Plant Field slowly became obsolete as more specialized sports facilities were built around Tampa. Nearby Phillips Field hosted University of Tampa and the Cigar Bowl football games beginning in the 1930s, and both Plant and Phillips Fields were made obsolete by the construction of Tampa Stadium in 1967. Brand-new Al Lopez Field became the new home of the minor league Tampa Tarpons when they began play in 1957. And in 1977, the Florida State Fair moved to a more spacious location at the intersection of Interstate 4 and U.S. Highway 301 in unincorporated Hillsborough County, east of Tampa.

The University of Tampa Spartans football program moved to Tampa Stadium immediately upon its completion in 1967, making university-owned Phillips Field obsolete. In 1971, the University of Tampa Board of Trustees sold Phillips Field and gained ownership of Plant Field from the city, as the large facility was directly adjacent to the school's campus.

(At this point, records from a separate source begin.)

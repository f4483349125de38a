use async_trait::async_trait;
use chartfold_core::{AppResult, RoleId, UserId, WorkspaceId};

/// A user/workspace pair currently holding a role.
#[derive(Debug, Clone, Copy, PartialEq, Eq)]
pub struct RoleHolder {
    /// User holding the role.
    pub user_id: UserId,
    /// Workspace the grant is scoped to.
    pub workspace_id: WorkspaceId,
}

/// Read-side store port for permission resolution.
///
/// The three `effective_permissions_*` operations are semantically
/// equivalent on identical underlying rows; they differ only in the
/// server-side optimization they require. An implementation missing an
/// optimization surfaces `AppError::Unavailable` so the resolver can fall
/// through to the next operation.
#[async_trait]
pub trait PermissionQueries: Send + Sync {
    /// Returns the precomputed per-pair permission aggregate.
    async fn effective_permissions_aggregate(
        &self,
        user_id: UserId,
        workspace_id: WorkspaceId,
    ) -> AppResult<Vec<String>>;

    /// Returns distinct permission names from the flattened
    /// assignment→role→permission view, already filtered to effective rows.
    async fn effective_permissions_view(
        &self,
        user_id: UserId,
        workspace_id: WorkspaceId,
    ) -> AppResult<Vec<String>>;

    /// Returns distinct permission names via an explicit join over the base
    /// entities. Always implementable; the resolution path of last resort.
    async fn effective_permissions_join(
        &self,
        user_id: UserId,
        workspace_id: WorkspaceId,
    ) -> AppResult<Vec<String>>;

    /// Lists every pair holding `role_id` through an effective assignment.
    async fn active_assignments_for_role(&self, role_id: RoleId) -> AppResult<Vec<RoleHolder>>;
}
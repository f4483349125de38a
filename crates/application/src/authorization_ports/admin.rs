use std::collections::BTreeSet;

use async_trait::async_trait;
use chartfold_core::{AppResult, RoleId, UserId, WorkspaceId};
use chartfold_domain::{PermissionDefinition, Role, RoleAssignment};
use chrono::{DateTime, Utc};

/// Input payload for creating roles.
#[derive(Debug, Clone, PartialEq, Eq)]
pub struct CreateRoleInput {
    /// Owning workspace, or `None` for system roles.
    pub workspace_id: Option<WorkspaceId>,
    /// Unique role name in its scope.
    pub name: String,
    /// Seniority ordering used for display sorting.
    pub level: i32,
    /// Capability names granted by the role.
    pub permissions: BTreeSet<String>,
}

/// Input payload for granting a role to a user within a workspace.
#[derive(Debug, Clone, PartialEq, Eq)]
pub struct AssignRoleInput {
    /// User receiving the grant.
    pub user_id: UserId,
    /// Workspace the grant is scoped to.
    pub workspace_id: WorkspaceId,
    /// Role to grant.
    pub role_id: RoleId,
    /// User creating the grant.
    pub assigned_by: UserId,
    /// Optional expiry for time-bounded grants.
    pub expires_at: Option<DateTime<Utc>>,
}

/// Repository port for role and assignment administration.
///
/// Writes touching more than one entity are transactional; a rejected
/// mutation leaves the store unchanged.
#[async_trait]
pub trait RoleAdminRepository: Send + Sync {
    /// Lists roles resolvable in a workspace, including system roles.
    async fn list_roles(&self, workspace_id: WorkspaceId) -> AppResult<Vec<Role>>;

    /// Returns one role by identifier.
    async fn get_role(&self, role_id: RoleId) -> AppResult<Option<Role>>;

    /// Creates a role and attaches its grants.
    async fn create_role(&self, input: CreateRoleInput) -> AppResult<Role>;

    /// Replaces a role's permission bundle wholesale.
    async fn update_role_permissions(
        &self,
        role_id: RoleId,
        permissions: BTreeSet<String>,
    ) -> AppResult<Role>;

    /// Deletes a role. Rejected with `AppError::Conflict` while any active
    /// assignment still references it.
    async fn delete_role(&self, role_id: RoleId) -> AppResult<()>;

    /// Creates an assignment. Rejected with `AppError::NotFound` when the
    /// role is missing or inactive.
    async fn create_assignment(&self, input: AssignRoleInput) -> AppResult<RoleAssignment>;

    /// Revokes an assignment for the given pair and role.
    async fn revoke_assignment(
        &self,
        user_id: UserId,
        workspace_id: WorkspaceId,
        role_id: RoleId,
    ) -> AppResult<()>;

    /// Lists assignments in workspace scope.
    async fn list_assignments(&self, workspace_id: WorkspaceId) -> AppResult<Vec<RoleAssignment>>;

    /// Lists registered permission definitions.
    async fn list_permission_definitions(&self) -> AppResult<Vec<PermissionDefinition>>;
}
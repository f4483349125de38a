//! In-process key-value cache adapter.

use std::collections::HashMap;
use std::time::{Duration, Instant};

use async_trait::async_trait;
use chartfold_application::KeyValueCache;
use chartfold_core::AppResult;
use tokio::sync::RwLock;

#[derive(Debug, Clone)]
struct CacheEntry {
    value: String,
    expires_at: Option<Instant>,
}

impl CacheEntry {
    fn is_expired(&self) -> bool {
        self.expires_at.is_some_and(|expiry| expiry <= Instant::now())
    }
}

/// In-memory implementation of the key-value cache port.
///
/// Entry expiry is checked lazily on access; pattern eviction matches the
/// same glob dialect the shared backend uses.
#[derive(Default)]
pub struct InMemoryKeyValueCache {
    entries: RwLock<HashMap<String, CacheEntry>>,
}

impl InMemoryKeyValueCache {
    /// Creates an empty in-memory cache.
    #[must_use]
    pub fn new() -> Self {
        Self::default()
    }
}

#[async_trait]
impl KeyValueCache for InMemoryKeyValueCache {
    async fn get(&self, key: &str) -> AppResult<Option<String>> {
        {
            let entries = self.entries.read().await;
            match entries.get(key) {
                Some(entry) if !entry.is_expired() => return Ok(Some(entry.value.clone())),
                Some(_) => {}
                None => return Ok(None),
            }
        }

        let mut entries = self.entries.write().await;
        if entries.get(key).is_some_and(CacheEntry::is_expired) {
            entries.remove(key);
        }

        Ok(None)
    }

    async fn set(&self, key: &str, value: &str, ttl: Option<Duration>) -> AppResult<()> {
        let now = Instant::now();
        let expires_at = ttl.map(|ttl| now.checked_add(ttl).unwrap_or(now));

        self.entries.write().await.insert(
            key.to_owned(),
            CacheEntry {
                value: value.to_owned(),
                expires_at,
            },
        );

        Ok(())
    }

    async fn delete(&self, key: &str) -> AppResult<()> {
        self.entries.write().await.remove(key);
        Ok(())
    }

    async fn delete_by_pattern(&self, pattern: &str) -> AppResult<()> {
        self.entries
            .write()
            .await
            .retain(|key, _| !matches_glob(pattern, key));
        Ok(())
    }

    async fn exists(&self, key: &str) -> AppResult<bool> {
        Ok(self.get(key).await?.is_some())
    }

    async fn health(&self) -> bool {
        true
    }
}

/// Matches `input` against a glob `pattern` supporting `*` and `?`.
fn matches_glob(pattern: &str, input: &str) -> bool {
    let pattern = pattern.as_bytes();
    let input = input.as_bytes();

    let mut pattern_index = 0;
    let mut input_index = 0;
    let mut star_index = None;
    let mut star_match = 0;

    while input_index < input.len() {
        if pattern_index < pattern.len()
            && (pattern[pattern_index] == b'?' || pattern[pattern_index] == input[input_index])
        {
            pattern_index += 1;
            input_index += 1;
        } else if pattern_index < pattern.len() && pattern[pattern_index] == b'*' {
            star_index = Some(pattern_index);
            star_match = input_index;
            pattern_index += 1;
        } else if let Some(last_star) = star_index {
            pattern_index = last_star + 1;
            star_match += 1;
            input_index = star_match;
        } else {
            return false;
        }
    }

    while pattern_index < pattern.len() && pattern[pattern_index] == b'*' {
        pattern_index += 1;
    }

    pattern_index == pattern.len()
}
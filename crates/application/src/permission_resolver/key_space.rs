use chartfold_core::{UserId, WorkspaceId};

/// Deterministic cache key layout for resolved permission sets.
///
/// One instance is shared by the resolver and the invalidation coordinator
/// so entry keys and workspace eviction patterns cannot drift apart. Keys
/// lead with the workspace so a single glob evicts a whole tenant.
#[derive(Debug, Clone)]
pub struct PermissionKeySpace {
    prefix: String,
}

impl PermissionKeySpace {
    /// Creates a key space under the given prefix.
    #[must_use]
    pub fn new(prefix: impl Into<String>) -> Self {
        Self {
            prefix: prefix.into(),
        }
    }

    /// Returns the cache key for one user/workspace pair.
    #[must_use]
    pub fn entry_key(&self, user_id: UserId, workspace_id: WorkspaceId) -> String {
        format!("{}:{workspace_id}:{user_id}", self.prefix)
    }

    /// Returns the glob pattern matching every key in a workspace.
    #[must_use]
    pub fn workspace_pattern(&self, workspace_id: WorkspaceId) -> String {
        format!("{}:{workspace_id}:*", self.prefix)
    }
}

impl Default for PermissionKeySpace {
    fn default() -> Self {
        Self::new("authz:permissions")
    }
}
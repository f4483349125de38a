use std::time::Duration;

use chartfold_core::{AppError, AppResult};

/// Longest TTL the resolver accepts for cached permission sets.
///
/// Invalidation keeps cached sets fresh on every managed write path; the
/// TTL only bounds staleness after writes the coordinator never saw, so it
/// stays in minutes.
const MAX_CACHE_TTL: Duration = Duration::from_secs(30 * 60);

/// Default TTL for cached permission sets.
const DEFAULT_CACHE_TTL: Duration = Duration::from_secs(5 * 60);

/// Configuration for the permission resolver.
#[derive(Debug, Clone, Copy)]
pub struct ResolverConfig {
    /// TTL applied to every cached permission set, empty sets included.
    pub cache_ttl: Duration,
}

impl ResolverConfig {
    /// Creates a validated resolver configuration.
    pub fn new(cache_ttl: Duration) -> AppResult<Self> {
        if cache_ttl.is_zero() {
            return Err(AppError::Validation(
                "cache_ttl must be greater than zero".to_owned(),
            ));
        }

        if cache_ttl > MAX_CACHE_TTL {
            return Err(AppError::Validation(format!(
                "cache_ttl must not exceed {} seconds",
                MAX_CACHE_TTL.as_secs()
            )));
        }

        Ok(Self { cache_ttl })
    }
}

impl Default for ResolverConfig {
    fn default() -> Self {
        Self {
            cache_ttl: DEFAULT_CACHE_TTL,
        }
    }
}
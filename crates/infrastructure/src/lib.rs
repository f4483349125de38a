//! Infrastructure adapters for application ports.

#![forbid(unsafe_code)]

mod fallback_key_value_cache;
mod in_memory_key_value_cache;
mod in_memory_permission_store;
mod postgres_permission_store;
mod postgres_role_admin_repository;
mod redis_key_value_cache;

pub use fallback_key_value_cache::FallbackKeyValueCache;
pub use in_memory_key_value_cache::InMemoryKeyValueCache;
pub use in_memory_permission_store::InMemoryPermissionStore;
pub use postgres_permission_store::PostgresPermissionStore;
pub use postgres_role_admin_repository::PostgresRoleAdminRepository;
pub use redis_key_value_cache::RedisKeyValueCache;
//! Domain entities and invariants.

#![forbid(unsafe_code)]

mod capability;
mod security;

pub use capability::{
    CHART_READ, CHART_WRITE, DASHBOARD_READ, DASHBOARD_WRITE, EXPORT_CREATE, ROLE_MANAGE,
    WORKSPACE_ADMIN,
};
pub use security::{
    PermissionDefinition, Role, RoleAssignment, effective_permission_union,
};
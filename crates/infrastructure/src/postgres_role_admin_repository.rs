//! PostgreSQL-backed repository for role administration.

use std::collections::{BTreeSet, HashMap};

use async_trait::async_trait;
use chrono::{DateTime, Utc};
use sqlx::{FromRow, PgPool};

use chartfold_application::{AssignRoleInput, CreateRoleInput, RoleAdminRepository};
use chartfold_core::{AppError, AppResult, RoleId, UserId, WorkspaceId};
use chartfold_domain::{PermissionDefinition, Role, RoleAssignment};

/// PostgreSQL implementation of the role administration port.
#[derive(Clone)]
pub struct PostgresRoleAdminRepository {
    pool: PgPool,
}

impl PostgresRoleAdminRepository {
    /// Creates a repository with the provided connection pool.
    #[must_use]
    pub fn new(pool: PgPool) -> Self {
        Self { pool }
    }
}

#[derive(Debug, FromRow)]
struct RoleRow {
    role_id: uuid::Uuid,
    workspace_id: Option<uuid::Uuid>,
    role_name: String,
    level: i32,
    is_active: bool,
    permission: Option<String>,
}

#[derive(Debug, FromRow)]
struct AssignmentRow {
    user_id: uuid::Uuid,
    workspace_id: uuid::Uuid,
    role_id: uuid::Uuid,
    assigned_by: uuid::Uuid,
    assigned_at: DateTime<Utc>,
    expires_at: Option<DateTime<Utc>>,
    is_active: bool,
}

#[derive(Debug, FromRow)]
struct PermissionDefinitionRow {
    name: String,
    category: String,
    resource_type: String,
    action: String,
    is_system: bool,
    is_active: bool,
}
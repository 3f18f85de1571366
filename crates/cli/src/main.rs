mod cmd;
mod logging;

use clap::{Args, Parser, Subcommand};
use std::path::PathBuf;

#[derive(Debug, Parser)]
#[command(
    name = "doclist",
    version,
    about = "List a project's markdown docs with their front-matter summaries"
)]
struct Cli {
    /// Path to config file (defaults to $XDG_CONFIG_HOME/doclist/config.toml)
    #[arg(long, global = true)]
    config: Option<PathBuf>,

    #[command(subcommand)]
    command: Option<Commands>,

    /// Arguments for `list`; accepted before or after the subcommand name
    #[command(flatten)]
    list: ListArgs,
}

#[derive(Debug, Subcommand)]
enum Commands {
    /// Print the docs catalog (default)
    List,

    /// Validate configuration and print resolved settings
    Doctor,
}

#[derive(Debug, Args, Clone, Default)]
pub struct ListArgs {
    /// Docs directory to scan (overrides config)
    #[arg(long, global = true, value_name = "DIR")]
    pub docs_dir: Option<PathBuf>,

    /// Directory name to skip at any depth; repeat for several (replaces configured set)
    #[arg(long = "exclude", global = true, value_name = "NAME")]
    pub exclude: Vec<String>,

    /// Do not skip any directory names (hidden directories are still skipped)
    #[arg(long, global = true, conflicts_with = "exclude")]
    pub no_exclude: bool,

    /// Output as JSON instead of the text report
    #[arg(long, global = true)]
    pub json: bool,
}

fn main() {
    let cli = Cli::parse();

    match cli.command.unwrap_or(Commands::List) {
        Commands::List => cmd::list::run(cli.config.as_deref(), &cli.list),
        Commands::Doctor => cmd::doctor::run(cli.config.as_deref()),
    }
}
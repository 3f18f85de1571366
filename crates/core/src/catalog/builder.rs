//! Walk-then-extract pipeline.

use std::path::Path;

use tracing::debug;

use crate::docs::{DocRef, DocsWalkerError, ExclusionSet, walk_docs};
use crate::frontmatter::{FrontMatter, extract};

/// One cataloged document.
#[derive(Debug, Clone, PartialEq, Eq)]
pub struct CatalogEntry {
    pub doc: DocRef,
    pub front_matter: FrontMatter,
}

/// Walk `root` and extract front matter from every document found.
///
/// Entries come back in walk order. A walker error aborts the whole build;
/// per-document problems are carried in each entry's status.
pub fn build_catalog(
    root: &Path,
    exclusions: &ExclusionSet,
) -> Result<Vec<CatalogEntry>, DocsWalkerError> {
    let docs = walk_docs(root, exclusions)?;

    let entries: Vec<CatalogEntry> = docs
        .into_iter()
        .map(|doc| {
            let front_matter = extract(&doc.resolve(root));
            CatalogEntry { doc, front_matter }
        })
        .collect();

    let ok = entries.iter().filter(|e| e.front_matter.status.is_success()).count();
    debug!(total = entries.len(), ok, "built docs catalog");
    Ok(entries)
}
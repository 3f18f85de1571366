//! Plain-text catalog report.

use std::borrow::Cow;
use std::io::{self, Write};

use super::builder::CatalogEntry;
use crate::frontmatter::ExtractionStatus;

pub const HEADER: &str = "Listing all markdown files in docs folder:";
pub const EMPTY_NOTICE: &str = "No markdown files found in docs folder.";
pub const REMINDER: &str = concat!(
    "Reminder: keep docs up to date as behavior changes. ",
    "When your task matches any \"Read when\" hint above, read that doc before coding, ",
    "and suggest new coverage when it is missing.",
);

/// Short reason shown in brackets next to a document that failed extraction.
///
/// Returns `None` for successful extraction.
pub fn reason(status: &ExtractionStatus) -> Option<Cow<'static, str>> {
    match status {
        ExtractionStatus::Success { .. } => None,
        ExtractionStatus::MissingDelimiter => Some("missing front matter".into()),
        ExtractionStatus::UnterminatedBlock => Some("unterminated front matter".into()),
        ExtractionStatus::MissingSummaryKey => Some("summary key missing".into()),
        ExtractionStatus::EmptySummary => Some("summary is empty".into()),
        ExtractionStatus::Unreadable(msg) => Some(format!("unreadable: {msg}").into()),
    }
}

/// Render the catalog as a line-oriented report.
pub fn render_text(entries: &[CatalogEntry]) -> String {
    let mut out = String::new();
    out.push_str(HEADER);
    out.push('\n');

    if entries.is_empty() {
        out.push_str(EMPTY_NOTICE);
        out.push('\n');
    }

    for entry in entries {
        let fm = &entry.front_matter;
        match &fm.status {
            ExtractionStatus::Success { summary } => {
                out.push_str(&format!("{} - {}\n", entry.doc, summary));
                if !fm.read_when.is_empty() {
                    out.push_str(&format!("  Read when: {}\n", fm.read_when.join("; ")));
                }
            }
            ExtractionStatus::MissingDelimiter
            | ExtractionStatus::UnterminatedBlock
            | ExtractionStatus::MissingSummaryKey
            | ExtractionStatus::EmptySummary
            | ExtractionStatus::Unreadable(_) => {
                let why = reason(&fm.status).unwrap_or_default();
                out.push_str(&format!("{} - [{}]\n", entry.doc, why));
            }
        }
    }

    out.push('\n');
    out.push_str(REMINDER);
    out.push('\n');
    out
}

/// Write the text report to `writer`.
pub fn write_text<W: Write>(writer: &mut W, entries: &[CatalogEntry]) -> io::Result<()> {
    writer.write_all(render_text(entries).as_bytes())?;
    writer.flush()
}
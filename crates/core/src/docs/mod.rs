//! Docs directory discovery.
//!
//! This module walks a documents directory and yields the relative paths of
//! every markdown file that is not hidden behind a dot-directory or an
//! excluded directory name.

pub mod types;
pub mod walker;

pub use types::{DEFAULT_EXCLUSIONS, DocRef, ExclusionSet};
pub use walker::{DocsWalker, DocsWalkerError, walk_docs};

Over the following decades, the university used Plant Field for various school and community events while gradually repurposing some of the land, and the surrounding concrete wall and much of the seating area were demolished and replaced with new facilities in several stages. In 1983, a soccer pitch-sized section of the field was portioned off and christened Pepin-Rood Stadium, and in 2002, the last remaining section of the Plant Field grandstand was torn down and replaced with smaller modern bleachers.

Since then, the school has accelerated its drive to expand inside the defunct venue's huge footprint. Dormitories and academic buildings have been constructed at the site along with a soccer field (Pepin Stadium), softball and baseball fields, and other athletic and general student recreation space, most of which use the remaining portions of the original playing surface.